Saved entries:
-------------------------

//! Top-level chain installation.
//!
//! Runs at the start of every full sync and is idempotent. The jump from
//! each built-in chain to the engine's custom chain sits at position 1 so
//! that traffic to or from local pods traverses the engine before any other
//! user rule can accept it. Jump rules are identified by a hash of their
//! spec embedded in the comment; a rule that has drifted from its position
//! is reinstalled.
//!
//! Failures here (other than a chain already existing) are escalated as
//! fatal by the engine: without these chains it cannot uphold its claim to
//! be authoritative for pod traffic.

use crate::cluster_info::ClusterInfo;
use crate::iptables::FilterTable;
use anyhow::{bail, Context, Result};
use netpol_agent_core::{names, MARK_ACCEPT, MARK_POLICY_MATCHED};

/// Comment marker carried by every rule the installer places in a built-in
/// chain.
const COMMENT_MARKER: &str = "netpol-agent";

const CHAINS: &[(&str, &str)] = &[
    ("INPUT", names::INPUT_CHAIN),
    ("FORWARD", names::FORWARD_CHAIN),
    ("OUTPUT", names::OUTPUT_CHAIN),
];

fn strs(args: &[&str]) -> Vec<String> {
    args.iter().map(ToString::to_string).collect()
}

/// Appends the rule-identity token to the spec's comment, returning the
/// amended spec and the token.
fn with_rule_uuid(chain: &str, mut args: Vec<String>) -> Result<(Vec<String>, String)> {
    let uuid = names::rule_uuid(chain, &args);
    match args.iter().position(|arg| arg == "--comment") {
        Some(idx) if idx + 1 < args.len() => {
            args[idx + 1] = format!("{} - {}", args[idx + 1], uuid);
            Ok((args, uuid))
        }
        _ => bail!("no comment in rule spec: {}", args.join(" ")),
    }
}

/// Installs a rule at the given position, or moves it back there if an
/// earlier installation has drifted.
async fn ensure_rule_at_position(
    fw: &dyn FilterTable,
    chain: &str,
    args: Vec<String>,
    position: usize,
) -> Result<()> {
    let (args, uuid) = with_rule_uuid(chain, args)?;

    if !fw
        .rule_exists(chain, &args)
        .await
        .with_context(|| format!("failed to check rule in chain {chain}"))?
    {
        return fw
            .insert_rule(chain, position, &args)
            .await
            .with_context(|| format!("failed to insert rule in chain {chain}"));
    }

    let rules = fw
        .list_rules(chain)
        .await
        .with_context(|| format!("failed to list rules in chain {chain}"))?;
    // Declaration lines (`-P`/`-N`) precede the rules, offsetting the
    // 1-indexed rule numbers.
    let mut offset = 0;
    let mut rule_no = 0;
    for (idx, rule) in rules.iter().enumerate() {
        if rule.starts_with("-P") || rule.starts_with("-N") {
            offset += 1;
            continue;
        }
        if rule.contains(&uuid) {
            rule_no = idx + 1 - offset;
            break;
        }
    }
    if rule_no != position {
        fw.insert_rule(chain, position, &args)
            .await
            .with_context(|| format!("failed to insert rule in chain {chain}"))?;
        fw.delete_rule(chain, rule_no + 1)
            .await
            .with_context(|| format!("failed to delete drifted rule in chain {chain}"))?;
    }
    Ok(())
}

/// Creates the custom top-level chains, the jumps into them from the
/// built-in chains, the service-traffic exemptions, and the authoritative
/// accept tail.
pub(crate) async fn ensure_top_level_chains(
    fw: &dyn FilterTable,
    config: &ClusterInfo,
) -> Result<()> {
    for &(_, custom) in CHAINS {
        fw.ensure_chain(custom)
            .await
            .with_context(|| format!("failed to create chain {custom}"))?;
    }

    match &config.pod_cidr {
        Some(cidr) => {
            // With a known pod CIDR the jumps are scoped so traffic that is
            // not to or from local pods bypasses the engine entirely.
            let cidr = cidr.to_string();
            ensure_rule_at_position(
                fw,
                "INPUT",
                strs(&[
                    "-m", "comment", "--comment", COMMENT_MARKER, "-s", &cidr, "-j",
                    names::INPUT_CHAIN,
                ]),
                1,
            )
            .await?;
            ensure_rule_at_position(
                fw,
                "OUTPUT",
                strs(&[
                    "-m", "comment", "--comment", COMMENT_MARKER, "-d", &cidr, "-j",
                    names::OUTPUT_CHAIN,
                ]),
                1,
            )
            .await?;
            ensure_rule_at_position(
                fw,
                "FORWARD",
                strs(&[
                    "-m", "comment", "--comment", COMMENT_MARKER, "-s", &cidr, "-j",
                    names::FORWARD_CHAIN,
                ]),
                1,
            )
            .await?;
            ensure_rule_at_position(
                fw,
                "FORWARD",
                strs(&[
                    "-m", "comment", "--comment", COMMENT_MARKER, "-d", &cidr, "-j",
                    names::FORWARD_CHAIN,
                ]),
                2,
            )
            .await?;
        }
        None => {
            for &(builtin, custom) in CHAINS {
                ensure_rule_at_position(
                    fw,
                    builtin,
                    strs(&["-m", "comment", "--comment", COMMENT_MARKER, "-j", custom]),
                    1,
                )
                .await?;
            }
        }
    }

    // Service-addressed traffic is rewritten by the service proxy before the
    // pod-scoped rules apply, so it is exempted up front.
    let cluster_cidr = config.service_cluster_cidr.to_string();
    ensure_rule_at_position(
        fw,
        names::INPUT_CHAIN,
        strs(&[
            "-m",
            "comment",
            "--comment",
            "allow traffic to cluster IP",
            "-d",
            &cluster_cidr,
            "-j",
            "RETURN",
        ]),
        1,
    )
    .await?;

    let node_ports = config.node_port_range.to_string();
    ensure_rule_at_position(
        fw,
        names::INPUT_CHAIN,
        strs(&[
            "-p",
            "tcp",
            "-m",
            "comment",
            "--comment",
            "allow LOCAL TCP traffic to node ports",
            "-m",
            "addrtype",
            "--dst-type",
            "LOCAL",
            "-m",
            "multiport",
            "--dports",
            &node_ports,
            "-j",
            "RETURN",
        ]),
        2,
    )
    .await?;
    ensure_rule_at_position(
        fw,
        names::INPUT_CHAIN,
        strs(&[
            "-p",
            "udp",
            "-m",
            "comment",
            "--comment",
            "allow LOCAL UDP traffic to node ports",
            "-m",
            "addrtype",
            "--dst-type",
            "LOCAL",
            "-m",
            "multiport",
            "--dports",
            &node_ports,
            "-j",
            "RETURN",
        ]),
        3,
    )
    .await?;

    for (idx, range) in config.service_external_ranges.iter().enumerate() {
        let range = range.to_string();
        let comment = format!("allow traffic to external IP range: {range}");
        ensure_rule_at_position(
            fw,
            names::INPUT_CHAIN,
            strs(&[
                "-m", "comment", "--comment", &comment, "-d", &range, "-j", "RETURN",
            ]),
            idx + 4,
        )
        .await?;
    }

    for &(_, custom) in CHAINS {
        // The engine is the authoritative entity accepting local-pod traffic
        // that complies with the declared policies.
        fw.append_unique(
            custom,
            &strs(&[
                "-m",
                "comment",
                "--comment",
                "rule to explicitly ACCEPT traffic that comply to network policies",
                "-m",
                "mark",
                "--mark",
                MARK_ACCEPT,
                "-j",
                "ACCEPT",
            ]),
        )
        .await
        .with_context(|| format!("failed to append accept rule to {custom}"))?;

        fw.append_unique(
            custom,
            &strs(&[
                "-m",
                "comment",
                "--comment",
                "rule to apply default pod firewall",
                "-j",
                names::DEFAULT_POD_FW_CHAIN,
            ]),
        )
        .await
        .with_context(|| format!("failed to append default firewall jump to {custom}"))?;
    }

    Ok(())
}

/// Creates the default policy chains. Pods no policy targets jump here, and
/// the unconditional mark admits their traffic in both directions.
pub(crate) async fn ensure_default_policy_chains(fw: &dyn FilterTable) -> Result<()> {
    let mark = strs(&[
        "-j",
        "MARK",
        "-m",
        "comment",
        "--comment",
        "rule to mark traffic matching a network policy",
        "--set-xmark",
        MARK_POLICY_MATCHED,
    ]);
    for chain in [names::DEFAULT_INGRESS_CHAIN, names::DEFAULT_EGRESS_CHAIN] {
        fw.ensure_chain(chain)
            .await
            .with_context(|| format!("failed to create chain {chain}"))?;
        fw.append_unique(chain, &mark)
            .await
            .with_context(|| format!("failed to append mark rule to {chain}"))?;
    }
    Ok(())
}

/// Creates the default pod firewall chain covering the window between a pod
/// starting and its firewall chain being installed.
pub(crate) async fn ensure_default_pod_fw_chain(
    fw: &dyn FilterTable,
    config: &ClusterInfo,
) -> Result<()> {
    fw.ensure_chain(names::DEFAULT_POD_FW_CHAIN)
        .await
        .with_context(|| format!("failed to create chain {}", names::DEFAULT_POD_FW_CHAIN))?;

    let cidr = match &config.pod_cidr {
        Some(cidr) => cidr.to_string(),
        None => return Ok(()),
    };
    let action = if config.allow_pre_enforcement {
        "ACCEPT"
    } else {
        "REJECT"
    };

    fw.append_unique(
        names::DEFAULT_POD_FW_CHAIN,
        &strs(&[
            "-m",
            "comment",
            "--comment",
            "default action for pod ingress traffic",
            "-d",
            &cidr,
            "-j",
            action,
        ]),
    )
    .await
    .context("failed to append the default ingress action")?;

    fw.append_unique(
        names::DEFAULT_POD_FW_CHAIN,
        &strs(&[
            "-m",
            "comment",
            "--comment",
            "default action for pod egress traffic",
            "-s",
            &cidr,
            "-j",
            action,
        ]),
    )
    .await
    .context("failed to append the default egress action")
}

-------------------------

Transcribe, word for word, the data above from its first line through the line with "are escalated as", and include nothing else.

RESPONSE BOX:
//! Top-level chain installation.
//!
//! Runs at the start of every full sync and is idempotent. The jump from
//! each built-in chain to the engine's custom chain sits at position 1 so
//! that traffic to or from local pods traverses the engine before any other
//! user rule can accept it. Jump rules are identified by a hash of their
//! spec embedded in the comment; a rule that has drifted from its position
//! is reinstalled.
//!
//! Failures here (other than a chain already existing) are escalated as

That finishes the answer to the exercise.